The inhaled form of the medication treprostinil is FDA approved for the treatment of pulmonary hypertension related to interstitial lung disease. It is also approved for another type of PH, pulmonary arterial hypertension, which causes narrowing of the blood vessels in the lungs. Inhaled treprostinil (Tyvaso), is inhaled directly into the lungs, where it helps blood vessels relax and open so that the heart can pump blood more easily.

There are two ways to take inhaled treprostinil: a nebulizer inhalation system and a dry powder inhaler, both of which are taken four times a day. Potential side effects of the medication are low systemic blood pressure, coughing, headaches, shortness of breath, dizziness, nausea, fatigue, diarrhea and throat irritation.

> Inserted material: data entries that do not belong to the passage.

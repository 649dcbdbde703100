#![forbid(unsafe_code)]

//! Row text for the list widgets.

use ftui::render::cell::PackedRgba;
use syntect::easy::HighlightLines;
use syntect::highlighting::{Color, Theme, ThemeSet};
use syntect::parsing::{SyntaxReference, SyntaxSet};
use syntect::util::LinesWithEndings;
use time::format_description::BorrowedFormatItem;
use time::macros::format_description;
use time::{OffsetDateTime, UtcOffset};

use crate::model::{file_extension, Bucket, ObjectSummary, PagedRow, Preview, StorageObject};
use crate::tree::{NodeId, PathTree, SEPARATOR};

const STAMP: &[BorrowedFormatItem<'static>] =
    format_description!("[year]-[month]-[day] [hour]:[minute]:[second]");
const SHORT_DATE: &[BorrowedFormatItem<'static>] = format_description!("[day]-[month]-[year repr:last_two]");
const SHORT_CLOCK: &[BorrowedFormatItem<'static>] = format_description!("[hour]:[minute]");
const SYNTAX_THEME: &str = "base16-ocean.dark";

/// Anything shown as a selectable row.
pub trait ListItem {
    fn title(&self) -> String;
    fn description(&self) -> String;
    /// Text the `/` filter matches against.
    fn filter_value(&self) -> String;
}

impl ListItem for Bucket {
    fn title(&self) -> String {
        self.name.clone()
    }

    fn description(&self) -> String {
        match self.created_at {
            Some(at) => format!("Created {}", format_stamp(at)),
            None => String::new(),
        }
    }

    fn filter_value(&self) -> String {
        self.name.clone()
    }
}

impl ListItem for ObjectSummary {
    fn title(&self) -> String {
        self.key.clone()
    }

    fn description(&self) -> String {
        let modified = self.last_modified.map(format_stamp).unwrap_or_default();
        format!("{} {}", format_size(self.size), modified).trim_end().to_string()
    }

    fn filter_value(&self) -> String {
        self.key.clone()
    }
}

impl ListItem for StorageObject {
    fn title(&self) -> String {
        self.key.clone()
    }

    fn description(&self) -> String {
        self.last_modified.map(format_stamp).unwrap_or_default()
    }

    fn filter_value(&self) -> String {
        self.key.clone()
    }
}

impl ListItem for PagedRow {
    fn title(&self) -> String {
        self.summary.title()
    }

    fn description(&self) -> String {
        match &self.preview {
            Preview::NotFetched => self.summary.description(),
            Preview::Text(text) => {
                let first = text.lines().next().unwrap_or_default();
                format!("{} | {}", self.summary.description(), first)
            }
            Preview::Failed(err) => format!("{} | preview failed: {err}", self.summary.description()),
        }
    }

    fn filter_value(&self) -> String {
        self.summary.filter_value()
    }
}

/// Case-insensitive substring match; an empty filter matches everything.
pub fn matches_filter(item: &impl ListItem, filter: &str) -> bool {
    filter.is_empty() || item.filter_value().to_lowercase().contains(&filter.to_lowercase())
}

fn local_offset() -> UtcOffset {
    UtcOffset::current_local_offset().unwrap_or(UtcOffset::UTC)
}

pub fn format_stamp(at: OffsetDateTime) -> String {
    format_stamp_in(at, local_offset())
}

pub fn format_stamp_in(at: OffsetDateTime, offset: UtcOffset) -> String {
    at.to_offset(offset).format(STAMP).unwrap_or_default()
}

/// Date and clock columns for tree rows.
pub fn format_short(at: Option<OffsetDateTime>) -> (String, String) {
    let Some(at) = at else {
        return (String::new(), String::new());
    };
    let at = at.to_offset(local_offset());
    (
        at.format(SHORT_DATE).unwrap_or_default(),
        at.format(SHORT_CLOCK).unwrap_or_default(),
    )
}

pub fn format_size(bytes: u64) -> String {
    const UNITS: [&str; 4] = ["KB", "MB", "GB", "TB"];
    if bytes < 1024 {
        return format!("{bytes} B");
    }
    let mut value = bytes as f64 / 1024.0;
    let mut unit = 0;
    while value >= 1024.0 && unit < UNITS.len() - 1 {
        value /= 1024.0;
        unit += 1;
    }
    format!("{value:.1} {}", UNITS[unit])
}

/// Tree row label; directories carry a trailing separator.
pub fn node_label(tree: &PathTree, id: NodeId) -> String {
    let node = tree.node(id);
    if node.is_dir {
        format!("{}{SEPARATOR}", node.name)
    } else {
        node.name.clone()
    }
}

/// Metadata lines shown above an object's content, ending with `---`.
pub fn format_header(object: &StorageObject) -> String {
    format_header_in(object, local_offset())
}

pub fn format_header_in(object: &StorageObject, offset: UtcOffset) -> String {
    let modified = object
        .last_modified
        .map(|at| format_stamp_in(at, offset))
        .unwrap_or_else(|| "-".to_string());
    format!(
        "Key: {}\nLast Modified: {}\nSize: {}\nETag: {}\nStorage Class: {}\n---",
        object.key,
        modified,
        format_size(object.size),
        object.etag,
        object.storage_class,
    )
}

/// A run of text in one colour; `None` keeps the panel's own foreground.
#[derive(Debug, Clone, PartialEq, Eq)]
pub struct StyledSpan {
    pub fg: Option<PackedRgba>,
    pub text: String,
}

pub type StyledLine = Vec<StyledSpan>;

/// Syntax colouring for object bodies, picked by the key's extension.
#[derive(Debug)]
pub struct Highlighter {
    syntaxes: SyntaxSet,
    theme: Theme,
}

impl Default for Highlighter {
    fn default() -> Self {
        Self::new()
    }
}

impl Highlighter {
    pub fn new() -> Self {
        let mut themes = ThemeSet::load_defaults();
        Self {
            syntaxes: SyntaxSet::load_defaults_newlines(),
            theme: themes.themes.remove(SYNTAX_THEME).unwrap_or_default(),
        }
    }

    /// Plain text unless the extension names a known syntax.
    pub fn syntax_for(&self, key: &str) -> &SyntaxReference {
        file_extension(key)
            .and_then(|ext| self.syntaxes.find_syntax_by_extension(&ext.to_ascii_lowercase()))
            .unwrap_or_else(|| self.syntaxes.find_syntax_plain_text())
    }

    pub fn highlight(&self, key: &str, body: &str) -> Vec<StyledLine> {
        let syntax = self.syntax_for(key);
        if syntax.name == self.syntaxes.find_syntax_plain_text().name {
            return body.lines().map(plain_line).collect();
        }
        let mut lines = HighlightLines::new(syntax, &self.theme);
        LinesWithEndings::from(body)
            .map(|line| match lines.highlight_line(line, &self.syntaxes) {
                Ok(ranges) => ranges
                    .into_iter()
                    .map(|(style, text)| (style.foreground, text.trim_end_matches(['\n', '\r'])))
                    .filter(|(_, text)| !text.is_empty())
                    .map(|(color, text)| StyledSpan { fg: Some(to_rgba(color)), text: text.to_string() })
                    .collect(),
                Err(err) => {
                    tracing::debug!(key, error = %err, "highlighting failed, showing plain line");
                    plain_line(line.trim_end_matches(['\n', '\r']))
                }
            })
            .collect()
    }
}

fn plain_line(line: &str) -> StyledLine {
    if line.is_empty() {
        return Vec::new();
    }
    vec![StyledSpan { fg: None, text: line.to_string() }]
}

fn to_rgba(color: Color) -> PackedRgba {
    PackedRgba::rgb(color.r, color.g, color.b)
}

The treprostinil DPI is sometimes prescribed after a patient has been using the inhalation system and is found to be tolerating the medication and responding well to treatment. Since the consequences of untreated PH-ILD are serious, patients and clinicians have to work hard at making sure the prescribed medication is used correctly. Proper training on how to take treprostinil may come from the clinician’s office and the specialty pharmacy providing the medications. Other measures and medications may be recommended to manage treprostinil side effects.

Data on a class of medications called phosphodiesterase type 5 inhibitors, such as sildenafil and tadalafil, for pulmonary hypertension related to interstitial lung disease has been variable. If treatment with PDE5 inhibitors is being considered specifically for PH-ILD, this is best done at an expert center, because there is potential for adverse effects in certain groups of patients. Future studies should assess the effectiveness of PDE5 inhibitors for this indication. Of note, PDE5 inhibitors are FDA approved for pulmonary arterial hypertension, but not for PH-ILD.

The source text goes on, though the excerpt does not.